Sueño

¿No siente el plomo piedad de estos hombros
de leche rosada, de estas sangrecitas dulces, de estas
pieles de labios? ¿Ningún aviador enemigo tiene
niñitos que levanten sus manos al viento de las hélices?
No. El enemigo no parece padre
y acaso es huérfano también.
(Carmen Conde, Mientras los hombres mueren)

El muchacho dormía profundamente. Cada día, con el ocaso, su cuerpo joven, de adolescente, se rendía a las sombras del sueño vencido más por la tristeza que por el cansancio. Desde el día de su nacimiento su vida había transcurrido por la senda de la supervivencia y no había conocido otro mundo que el del sufrimiento y la precariedad; para él, todo era eventual, inestable. Sus ojos no habían visto otro mundo que aquella tierra en la que vivía. Creía que las fronteras las marcaban el hambre, la desolación, la guerra.

Desde que el ejército de Israel había tomado su tierra todo estaba siendo más difícil. Cada día ansiaba que la noche le permitiera dormir, cerrar los ojos, soñar.

Cada noche, entre los ruidos de la guerra y los olores del infortunio y la fatalidad, deseaba con ansia el momento en que su cuerpo, abrazado por el sueño, daba vida a su otro yo interior pues, una vez dormido, aquel muchacho vivía realmente otra vida y se hacía protagonista de un mundo en el que todo era distinto: nadie ocupaba la tierra de Palestina, nadie demolía las casas de sus familiares, nadie deportaba a sus compatriotas.
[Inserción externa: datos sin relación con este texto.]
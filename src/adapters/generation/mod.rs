//! Suggestion generator adapters.

mod placeholder;

pub use placeholder::PlaceholderGenerator;
//! Session processing configuration

use serde::Deserialize;
use std::time::Duration;

use super::error::ValidationError;

/// Settings for the session processor
#[derive(Debug, Clone, Deserialize)]
pub struct DispatchConfig {
    /// Generation deadline in seconds; exceeding it marks the session FAILED
    #[serde(default = "default_processing_timeout")]
    pub processing_timeout_secs: u64,
}

impl DispatchConfig {
    pub fn processing_timeout(&self) -> Duration {
        Duration::from_secs(self.processing_timeout_secs)
    }

    pub fn validate(&self) -> Result<(), ValidationError> {
        if self.processing_timeout_secs == 0 {
            return Err(ValidationError::InvalidProcessingTimeout);
        }
        Ok(())
    }
}

impl Default for DispatchConfig {
    fn default() -> Self {
        Self {
            processing_timeout_secs: default_processing_timeout(),
        }
    }
}

fn default_processing_timeout() -> u64 {
    300
}

#[cfg(test)]
mod tests {
    use super::*;

    #[test]
    fn test_default_timeout_is_five_minutes() {
        assert_eq!(
            DispatchConfig::default().processing_timeout(),
            Duration::from_secs(300)
        );
    }

    #[test]
    fn test_zero_timeout_is_invalid() {
        let config = DispatchConfig {
            processing_timeout_secs: 0,
        };
        assert!(config.validate().is_err());
    }
}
Los muchachos de su edad no se inmolaban para conseguir hacer daño a un ejército infinitamente superior.

Mientras dormía, el futuro era posible…

Había conseguido invertir el tiempo, la sucesión de las horas: la realidad era lo que vivía en sus sueños. Las pesadillas empezaban con cada amanecer, cuando se veía obligado a vivir como inquilino en su propia tierra, pasando controles a cada paso, siendo registrado por las patrullas del ejército de ocupación a cada instante antes de poder franquear el muro gris que dividía la tierra.

Ésa no era la realidad, pensaba, sino la pesadilla de la que, en el futuro, podría despertar para siempre. Algún día los ocupantes se irían de su tierra y los habitantes de toda Palestina podrían vivir en paz, alejados de la guerra constante, de la injusticia de la ocupación y de la pesadilla del odio. Algún día él no necesitaría soñar para poder pensar en el futuro: podría trabajar, tener hijos, caminar sobre campos empapados por el rocío del amanecer y no por las lágrimas de las viudas y de los huérfanos.

Aquella noche durmió profundamente. Vivía su sueño como si fuese, de nuevo, su propia vida, y se sumergía en él como en un mar templado y transparente. Se sentía mecido, acariciado por los hilos de una brisa suave y envolvente que iba sacando poco a poco de su cabeza los helados recuerdos de la pesadilla.

Y en medio de esa vida contempló a una mujer que abrazaba a sus dos hijos pequeños. Su atención no se fijó tanto en ella como en los niños, que le parecieron idénticos. Los dos jugaban, se abrazaban, se tiraban del pelo y, a veces, lloraban escandalosamente. Su madre, tranquila, serena, los contemplaba llena de complacencia, sin temor alguno, sin miedo a ningún peligro. Alrededor de ellos no se veían soldados, ni murallas, ni se oían llantos de luto ni gritos de niños aterrorizados por el estruendo de las armas de guerra.

El muchacho sintió una honda felicidad pues supo que aquella mujer era la tierra de Palestina. Con el rostro sereno contemplaba, complacida, los juegos de sus dos hijos gemelos: Abraham e Ibrahim.